===== DATA FOR ANALYSIS

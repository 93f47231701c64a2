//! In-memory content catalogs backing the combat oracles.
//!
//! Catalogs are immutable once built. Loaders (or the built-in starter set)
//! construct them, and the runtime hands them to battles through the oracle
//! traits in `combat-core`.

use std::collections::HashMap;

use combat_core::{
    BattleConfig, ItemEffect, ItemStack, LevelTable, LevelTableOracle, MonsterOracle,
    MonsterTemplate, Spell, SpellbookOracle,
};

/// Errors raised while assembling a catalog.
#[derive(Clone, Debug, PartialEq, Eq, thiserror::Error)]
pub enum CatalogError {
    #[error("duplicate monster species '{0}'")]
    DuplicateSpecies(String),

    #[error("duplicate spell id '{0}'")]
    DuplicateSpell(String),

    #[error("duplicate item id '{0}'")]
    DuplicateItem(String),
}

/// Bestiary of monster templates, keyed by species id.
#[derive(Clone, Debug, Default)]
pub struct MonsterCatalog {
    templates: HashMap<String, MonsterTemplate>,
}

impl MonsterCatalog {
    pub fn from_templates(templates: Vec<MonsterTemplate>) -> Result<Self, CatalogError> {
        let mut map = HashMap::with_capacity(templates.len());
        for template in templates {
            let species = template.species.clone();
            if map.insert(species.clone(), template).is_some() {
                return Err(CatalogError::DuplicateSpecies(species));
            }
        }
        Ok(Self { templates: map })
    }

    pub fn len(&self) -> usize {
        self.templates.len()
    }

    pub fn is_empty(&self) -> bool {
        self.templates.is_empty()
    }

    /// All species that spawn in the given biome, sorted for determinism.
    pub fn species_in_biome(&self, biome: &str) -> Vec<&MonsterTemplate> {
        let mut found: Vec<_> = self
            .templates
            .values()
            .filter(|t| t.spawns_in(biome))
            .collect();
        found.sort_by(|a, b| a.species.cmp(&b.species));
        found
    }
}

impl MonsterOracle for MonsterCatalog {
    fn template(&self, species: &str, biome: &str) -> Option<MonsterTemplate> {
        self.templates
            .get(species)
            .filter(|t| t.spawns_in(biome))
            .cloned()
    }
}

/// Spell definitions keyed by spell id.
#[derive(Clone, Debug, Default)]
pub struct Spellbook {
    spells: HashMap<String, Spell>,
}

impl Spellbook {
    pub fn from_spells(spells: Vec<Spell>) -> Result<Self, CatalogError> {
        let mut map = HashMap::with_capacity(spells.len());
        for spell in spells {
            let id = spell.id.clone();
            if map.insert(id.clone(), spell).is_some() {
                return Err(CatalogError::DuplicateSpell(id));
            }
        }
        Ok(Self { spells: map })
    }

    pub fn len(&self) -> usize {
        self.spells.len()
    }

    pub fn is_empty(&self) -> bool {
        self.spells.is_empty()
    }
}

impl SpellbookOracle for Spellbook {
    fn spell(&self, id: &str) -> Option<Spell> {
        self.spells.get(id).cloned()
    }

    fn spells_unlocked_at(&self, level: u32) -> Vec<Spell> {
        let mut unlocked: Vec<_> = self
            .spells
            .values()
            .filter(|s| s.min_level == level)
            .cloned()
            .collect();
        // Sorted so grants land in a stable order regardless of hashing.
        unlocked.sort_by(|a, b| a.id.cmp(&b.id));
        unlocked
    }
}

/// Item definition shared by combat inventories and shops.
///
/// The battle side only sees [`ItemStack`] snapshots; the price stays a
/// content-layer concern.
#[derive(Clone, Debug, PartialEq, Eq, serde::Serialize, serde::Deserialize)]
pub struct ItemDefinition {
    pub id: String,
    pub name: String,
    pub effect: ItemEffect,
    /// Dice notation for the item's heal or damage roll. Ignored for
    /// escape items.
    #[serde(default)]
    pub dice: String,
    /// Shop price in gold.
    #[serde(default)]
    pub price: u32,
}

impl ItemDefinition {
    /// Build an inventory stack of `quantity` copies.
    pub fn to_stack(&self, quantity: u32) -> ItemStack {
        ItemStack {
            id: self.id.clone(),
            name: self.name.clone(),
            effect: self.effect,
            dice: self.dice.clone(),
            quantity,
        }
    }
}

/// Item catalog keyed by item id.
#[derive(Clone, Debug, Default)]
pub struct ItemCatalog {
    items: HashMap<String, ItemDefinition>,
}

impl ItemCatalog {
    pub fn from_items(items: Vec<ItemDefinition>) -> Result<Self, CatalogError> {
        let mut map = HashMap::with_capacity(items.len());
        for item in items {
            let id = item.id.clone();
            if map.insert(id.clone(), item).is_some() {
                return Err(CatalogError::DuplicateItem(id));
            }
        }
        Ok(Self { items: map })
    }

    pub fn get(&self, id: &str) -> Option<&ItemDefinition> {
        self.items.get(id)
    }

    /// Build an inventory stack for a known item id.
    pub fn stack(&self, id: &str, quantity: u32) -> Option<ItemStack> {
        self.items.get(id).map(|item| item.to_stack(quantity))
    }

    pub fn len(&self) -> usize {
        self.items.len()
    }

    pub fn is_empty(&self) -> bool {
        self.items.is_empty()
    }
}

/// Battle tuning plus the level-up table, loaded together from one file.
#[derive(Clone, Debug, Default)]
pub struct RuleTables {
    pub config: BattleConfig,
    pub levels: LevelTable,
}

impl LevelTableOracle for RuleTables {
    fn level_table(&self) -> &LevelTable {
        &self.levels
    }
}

==========

= ACTIVITY =
If a line of the records above contains the word "keyed", count it; give only the total.

= YOUR SOLUTION =
3